Keep only the lines from the start of the data through the line containing "if dropped >", and output them exactly.
#####
use anyhow::{bail, Result};

use super::model::{LaborParticipationRecord, Table};
use super::resolve::{ColumnMap, Concept};

const REQUIRED: [Concept; 3] = [Concept::Province, Concept::LaborMale, Concept::LaborFemale];

/// Male/female participation per province, in sheet order.
///
/// Rows where either rate is missing or non-numeric are dropped. Fails when
/// a required column cannot be resolved or no row survives.
pub fn labor_participation(table: &Table, columns: &ColumnMap) -> Result<Vec<LaborParticipationRecord>> {
    let missing = columns.missing(&REQUIRED);
    if !missing.is_empty() {
        let names: Vec<&str> = missing.iter().map(|c| c.label()).collect();
        bail!(
            "required columns not found: {} (available: {})",
            names.join(", "),
            table.columns.join(", ")
        );
    }
    let col = |c| columns.get(c).unwrap_or_default();
    let (prov, male, female) = (
        col(Concept::Province),
        col(Concept::LaborMale),
        col(Concept::LaborFemale),
    );

    let records: Vec<LaborParticipationRecord> = (0..table.len())
        .filter_map(|row| {
            Some(LaborParticipationRecord {
                province: table.text(row, prov)?,
                male: table.numeric(row, male)?,
                female: table.numeric(row, female)?,
            })
        })
        .collect();

    let dropped = table.len() - records.len();
    if dropped > 0 {
        log::debug!("Dropped {dropped} labour rows with missing or non-numeric rates");
    }
    if records.is_empty() {
        bail!("labour participation data is invalid: all values empty or non-numeric");
    }
    Ok(records)
}

#[cfg(test)]
mod tests {
    use super::*;
    use crate::data::model::CellValue;

    fn labor(rows: Vec<Vec<CellValue>>) -> Table {
        let mut t = Table::new(
            "TPAK_JENISKELAMIN",
            vec!["PROVINSI".into(), "LAKI-LAKI".into(), "PEREMPUAN".into()],
        );
        for r in rows {
            t.push_row(r);
        }
        t
    }

    fn s(v: &str) -> CellValue {
        CellValue::String(v.into())
    }

    #[test]
    fn coerces_and_drops_bad_rows() {
        let t = labor(vec![
            vec![s("ACEH"), CellValue::Float(82.1), s("54.3")],
            vec![s("BALI"), s("n/a"), CellValue::Float(66.0)],
            vec![s("JAMBI"), CellValue::Integer(84), CellValue::Float(51.5)],
        ]);
        let cols = ColumnMap::resolve_all(&t.columns);
        let out = labor_participation(&t, &cols).expect("records");
        assert_eq!(
            out,
            vec![
                LaborParticipationRecord { province: "ACEH".into(), male: 82.1, female: 54.3 },
                LaborParticipationRecord { province: "JAMBI".into(), male: 84.0, female: 51.5 },
            ]
        );
    }

    #[test]
    fn all_invalid_is_an_error() {
        let t = labor(vec![vec![s("ACEH"), CellValue::Empty, s("x")]]);
        let cols = ColumnMap::resolve_all(&t.columns);
        let err = labor_participation(&t, &cols).unwrap_err();
        assert!(err.to_string().contains("non-numeric"));
    }

    #[test]
    fn missing_column_names_what_is_missing() {
        let t = Table::new("TPAK_JENISKELAMIN", vec!["PROVINSI".into(), "LAKI-LAKI".into()]);
        let cols = ColumnMap::resolve_all(&t.columns);
        let msg = labor_participation(&t, &cols).unwrap_err().to_string();
        assert!(msg.contains("female participation"));
        assert!(msg.contains("PROVINSI, LAKI-LAKI"));
    }
}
#####
Reply:
use anyhow::{bail, Result};

use super::model::{LaborParticipationRecord, Table};
use super::resolve::{ColumnMap, Concept};

const REQUIRED: [Concept; 3] = [Concept::Province, Concept::LaborMale, Concept::LaborFemale];

/// Male/female participation per province, in sheet order.
///
/// Rows where either rate is missing or non-numeric are dropped. Fails when
/// a required column cannot be resolved or no row survives.
pub fn labor_participation(table: &Table, columns: &ColumnMap) -> Result<Vec<LaborParticipationRecord>> {
    let missing = columns.missing(&REQUIRED);
    if !missing.is_empty() {
        let names: Vec<&str> = missing.iter().map(|c| c.label()).collect();
        bail!(
            "required columns not found: {} (available: {})",
            names.join(", "),
            table.columns.join(", ")
        );
    }
    let col = |c| columns.get(c).unwrap_or_default();
    let (prov, male, female) = (
        col(Concept::Province),
        col(Concept::LaborMale),
        col(Concept::LaborFemale),
    );

    let records: Vec<LaborParticipationRecord> = (0..table.len())
        .filter_map(|row| {
            Some(LaborParticipationRecord {
                province: table.text(row, prov)?,
                male: table.numeric(row, male)?,
                female: table.numeric(row, female)?,
            })
        })
        .collect();

    let dropped = table.len() - records.len();
    if dropped > 0 {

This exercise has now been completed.